L'Espagne interdit les réseaux sociaux aux moins de 16 ans

04.02.2026 5
L'Espagne interdit les réseaux sociaux aux moins de 16 ans

L'Espagne entre officiellement dans la bataille mondiale pour la « majorité numérique ». Le 3 février 2026, le Premier ministre Pedro Sánchez a annoncé son intention de fermer complètement l'accès aux réseaux sociaux aux enfants et adolescents de moins de 16 ans. Cette décision place l'Espagne aux côtés de l'Australie et de la France, formant un nouveau front européen de régulation stricte d'Internet.

1. La fin du « Far West numérique »

S'exprimant lors d'un sommet à Dubaï, le Premier ministre espagnol n'a pas mâché ses mots, qualifiant les réseaux sociaux d'« État failli » où prospère la désinformation et où les droits des utilisateurs sont violés. Le nouveau projet de loi, déjà qualifié de l'un des plus stricts d'Europe, prévoit non seulement des amendes, mais aussi une responsabilité pénale pour les dirigeants des plateformes technologiques qui ne garantiraient pas le respect de la limite d'âge.

La différence clé entre l'approche espagnole et l'approche française (où la barre est fixée à 15 ans) réside dans la rigueur de la vérification. Sánchez exige des géants de l'IT la mise en place de « barrières réelles », et non de simples cases à cocher « J'ai 18 ans » que n'importe quel adolescent contourne en une seconde.

2. Effet domino : Qui est le prochain ?

Le monde de l'IT observe une réaction en chaîne rapide. Si Internet était auparavant considéré comme un espace sans frontières, chaque pays construit désormais sa propre « clôture numérique » :

  • Australie : Première au monde à introduire une interdiction totale pour les moins de 16 ans (fin 2025).
  • France : En janvier 2026, a approuvé l'interdiction pour les moins de 15 ans et l'interdiction des smartphones dans les lycées.
  • Espagne : Prépare une interdiction jusqu'à 16 ans avec exigence de vérification d'identité.

3. Un VPN aidera-t-il à contourner l'interdiction en Espagne ?

Pour les utilisateurs de services VPN, cette loi crée un conflit technique intéressant. Habituellement, un VPN est utilisé pour changer de localisation virtuelle (adresse IP) afin d'accéder au contenu d'un autre pays.

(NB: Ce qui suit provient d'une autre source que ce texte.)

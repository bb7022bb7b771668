//! Filesystem path resolution for user-local data.
//!
//! This module locates the per-user data directory where the preference file
//! lives, falling back to a relative directory when the platform provides no
//! data home (e.g. stripped-down containers).

use std::path::PathBuf;

/// Application directory name within the platform data home.
const APP_DIR: &str = "appdex";

/// Returns the data directory for appdex storage.
///
/// Resolves to `<platform data dir>/appdex`, e.g.
/// `~/.local/share/appdex` on Linux or
/// `~/Library/Application Support/appdex` on macOS. When the platform data
/// directory cannot be determined, falls back to `.appdex` in the current
/// working directory.
///
/// The preference file `preferences.json` is located within this directory.
#[must_use]
pub fn data_dir() -> PathBuf {
    dirs::data_dir().map_or_else(|| PathBuf::from(".appdex"), |base| base.join(APP_DIR))
}

/// Returns the full path of the preference file.
#[must_use]
pub fn preferences_path() -> PathBuf {
    data_dir().join(crate::storage::PREFERENCES_FILE)
}
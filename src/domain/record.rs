//! Application record domain model.
//!
//! This module defines the core [`ApplicationRecord`] type representing one
//! normalized catalog entry, along with the [`PlatformSupport`] detail attached
//! to each supported platform tag. Records are created once per load, are
//! immutable thereafter, and are discarded wholesale on reload.

use serde::{Deserialize, Serialize};
use std::collections::BTreeMap;

/// Per-platform support detail attached to a record.
///
/// Synthesized at load time from the record's platform tags when the source
/// does not supply explicit support information. Minimum OS versions default
/// to the catalog-wide baselines (macOS 10.15, iOS 14.0).
#[derive(Debug, Clone, PartialEq, Eq, Serialize, Deserialize)]
pub struct PlatformSupport {
    /// Minimum OS version required on this platform, e.g. `"macOS 10.15"`.
    pub min_version: String,

    /// Short capability notes for this platform.
    pub features: Vec<String>,
}

/// One normalized catalog entry.
///
/// An `ApplicationRecord` is produced by the loader from a raw CSV row after
/// field coercion and enrichment. Invariants established at load time:
///
/// - `name` is non-empty (rows failing this are dropped by the loader)
/// - `price` is a non-negative number (unparsable values coerce to 0; 0 means free)
/// - `rating` lies in `[0, 100]`
///
/// The raw `platforms` string is kept verbatim for display; tag matching is
/// case-insensitive substring based via [`supports_platform`](Self::supports_platform),
/// so `"Mac, iOS"` satisfies a `"mac"` filter.
#[derive(Debug, Clone, PartialEq, Serialize, Deserialize)]
pub struct ApplicationRecord {
    /// Display name, unique key within a load.
    pub name: String,

    /// Free-text functional description.
    pub description: String,

    /// Optional URL to the record's store page.
    pub store_link: Option<String>,

    /// Optional URL to the vendor's own site.
    pub vendor_site: Option<String>,

    /// Subscription price after coercion. 0 means free.
    pub price: f64,

    /// Rating on a 0-100 scale, clamped at load time.
    pub rating: f64,

    /// Raw comma-separated platform string, e.g. `"Mac, iOS"`.
    pub platforms: String,

    /// Vendor name, when known.
    pub developer: Option<String>,

    /// Category label, from the source or inferred from the description.
    pub category: Option<String>,

    /// Last-updated date string, when supplied by the source.
    pub last_updated: Option<String>,

    /// Download size string, when supplied by the source.
    pub size: Option<String>,

    /// Human-readable system requirements, derived from platform tags when absent.
    pub system_requirements: Option<String>,

    /// Per-platform support detail keyed by canonical tag name.
    pub platform_support: BTreeMap<String, PlatformSupport>,
}

impl ApplicationRecord {
    /// Returns the record's platform tags as trimmed tokens.
    ///
    /// Splits the raw platform string on commas and trims each token. Empty
    /// tokens are dropped.
    ///
    /// # Examples
    ///
    /// ```
    /// # use appdex::domain::ApplicationRecord;
    /// # let mut record = ApplicationRecord::empty("Demo");
    /// record.platforms = "Mac, iOS".to_string();
    /// assert_eq!(record.platform_tags(), vec!["Mac", "iOS"]);
    /// ```
    #[must_use]
    pub fn platform_tags(&self) -> Vec<&str> {
        self.platforms
            .split(',')
            .map(str::trim)
            .filter(|t| !t.is_empty())
            .collect()
    }

    /// Returns true if the record's platform string contains the given tag,
    /// compared case-insensitively.
    ///
    /// Matching is substring based over the raw platform string, so a record
    /// with `"Mac, iOS"` supports both `"mac"` and `"ios"`.
    #[must_use]
    pub fn supports_platform(&self, tag: &str) -> bool {
        self.platforms.to_lowercase().contains(&tag.to_lowercase())
    }

    /// Returns true if the record is free (price is exactly 0).
    #[must_use]
    pub fn is_free(&self) -> bool {
        self.price == 0.0
    }

    /// Creates a minimal record with the given name and defaults elsewhere.
    ///
    /// Intended for tests and examples; the loader is the normal constructor.
    #[must_use]
    pub fn empty(name: &str) -> Self {
        Self {
            name: name.to_string(),
            description: String::new(),
            store_link: None,
            vendor_site: None,
            price: 0.0,
            rating: 0.0,
            platforms: String::new(),
            developer: None,
            category: None,
            last_updated: None,
            size: None,
            system_requirements: None,
            platform_support: BTreeMap::new(),
        }
    }
}

#[cfg(test)]
mod tests {
    use super::*;

    #[test]
    fn platform_tags_split_and_trim() {
        let mut record = ApplicationRecord::empty("A");
        record.platforms = "Mac, iOS ,Web".to_string();
        assert_eq!(record.platform_tags(), vec!["Mac", "iOS", "Web"]);
    }

    #[test]
    fn platform_matching_is_case_insensitive_substring() {
        let mut record = ApplicationRecord::empty("A");
        record.platforms = "Mac, iOS".to_string();
        assert!(record.supports_platform("mac"));
        assert!(record.supports_platform("iOS"));
        assert!(!record.supports_platform("web"));
    }

    #[test]
    fn zero_price_means_free() {
        let record = ApplicationRecord::empty("A");
        assert!(record.is_free());
    }
}
//! Domain layer for the appdex catalog engine.
//!
//! This module contains the core domain types for the catalog, independent of
//! loading, querying, or infrastructure concerns. It keeps business rules
//! isolated from external dependencies.
//!
//! # Organization
//!
//! - [`error`]: Error types and result aliases
//! - [`record`]: Application record domain model and platform helpers
//!
//! # Examples
//!
//! ```
//! use appdex::domain::ApplicationRecord;
//!
//! let mut record = ApplicationRecord::empty("CleanMyMac");
//! record.platforms = "Mac".to_string();
//! assert!(record.supports_platform("mac"));
//! ```

pub mod error;
pub mod record;

pub use error::{CatalogError, Result};
pub use record::{ApplicationRecord, PlatformSupport};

Cependant, si la loi espagnole oblige les plateformes (Instagram, TikTok, X) à vérifier les documents (ID numérique) lors de l'inscription de chaque nouvel utilisateur, le changement d'adresse IP pourrait s'avérer inutile pour les résidents locaux. Un adolescent espagnol devra non seulement activer un VPN, mais aussi trouver un moyen de vérifier son compte en tant que « citoyen d'un autre pays ».

Cela change le modèle même d'utilisation du VPN : d'un outil d'anonymat, il se transforme en outil d'« émigration numérique ». Pour s'inscrire sur un réseau social, l'utilisateur devra simuler une présence totale dans une juridiction où de telles interdictions n'existent pas (par exemple, aux États-Unis ou dans les pays d'Amérique latine).

Avis d'expert : L'initiative de Pedro Sánchez confirme la tendance mondiale de 2026 — la désanonymisation d'Internet. Pour l'industrie de la cybersécurité, cela signifie une demande croissante pour des services capables de protéger les données personnelles (passeports, biométrie), qu'il faudra désormais transmettre aux réseaux sociaux pour se connecter.